Freitag, 7. Oktober 2011

Madeira!

Aus einem kurzen Tiefschlaf schrecke ich auf, irgendwas war gerade anders an den hämmernden Geräuschen der Wellen an der Bordwand, die im einrichtungslosen Bootsinneren verstärkt werden wie in einer großen Trommel. Ich schäle mich aus meiner komfortablen Schlafposition zwischen all der Ausrüstung, die ich zum Gewichtstrimm auf der Luvseite verzurrt und verkeilt habe. An Deck erwartet mich eine pechschwarze Biscayanacht, es ist kurz nach Neumond und RIKKI TIKKI fährt in eine Dunkelheit hinein, in der man gerade noch die nächste Welle erkennen kann. Und die Effekte des fluoreszierenden Planktons. Im Heckwasser leuchten kleine und größere Punkte weißlich grün für ein, zwei Sekunden auf und erzeugen eine Art Feuerschweif, in zwei Metern Tiefe ist ein zweites Leuchtband zu erkennen, das von der Kielbombe erzeugt wird. Ich sehe mich nach möglichem Treibgut um und entdecke den Grund für das veränderte Trommeln am Rumpf: um den Bug herum wabert eine weitere Leuchtmasse von rechts nach links. Es ist ein Fischschwarm, die Fische springen immer wieder aus dem Wasser und prasseln dann gegen die Bordwand. Das Schauspiel ist wunderschön und unheimlich zugleich, es erinnert an Frank Schätzings „Der Schwarm“.

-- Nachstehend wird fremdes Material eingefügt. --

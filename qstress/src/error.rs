use std::time::Duration;
use thiserror::Error;

pub type BoxError = Box<dyn std::error::Error + Send + Sync>;

/// Failure reported by a connection provider.
#[derive(Debug, Error)]
pub enum ConnectionError {
    #[error("{0}")]
    Driver(BoxError),

    #[error("{0}")]
    Message(String),

    #[error("Connection timed out after {}", humantime::format_duration(*.0))]
    Timeout(Duration),
}

impl ConnectionError {
    pub fn driver<E>(err: E) -> Self
    where
        E: std::error::Error + Send + Sync + 'static,
    {
        Self::Driver(Box::new(err))
    }

    pub fn msg(msg: impl Into<String>) -> Self {
        Self::Message(msg.into())
    }
}

/// Why a single query attempt failed. Never escapes a worker.
#[derive(Debug, Error)]
pub enum AttemptError {
    #[error(transparent)]
    Query(#[from] ConnectionError),

    #[error("Query timed out after {}", humantime::format_duration(*.0))]
    Timeout(Duration),

    #[error("Query was cancelled")]
    Cancelled,
}

/// Run-level failures. No results are returned alongside these.
#[derive(Debug, Error)]
pub enum LoadTestError {
    #[error("Unable to connect to the target: {0}")]
    Preflight(#[source] ConnectionError),

    #[error("Worker {worker_id} was unable to open its connection: {source}")]
    WorkerConnect {
        worker_id: usize,
        #[source]
        source: ConnectionError,
    },

    #[error("Worker {worker_id} panicked. This is a bug in qstress or the connection provider.")]
    WorkerPanicked { worker_id: usize },
}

In den letzten Tagen in La Rochelle und während der gesamten ersten Etappe gibt es viele dieser Momente, in denen ich nur noch staune und mir immer wieder klarmachen muss, dass das alles wirklich passiert. Die Naturereignisse, das Ablesen der Position auf der Seekarte, wobei man feststellt, dass im Osten hinter dem Horizont Casablanca liegt und nicht die Ile de Groix, die überraschend große öffentliche Aufmerksamkeit, das Mitfiebern der Freunde zu Hause, das Gemeinschaftsgefühl unter den Seglern, all das ist einfach überwältigend.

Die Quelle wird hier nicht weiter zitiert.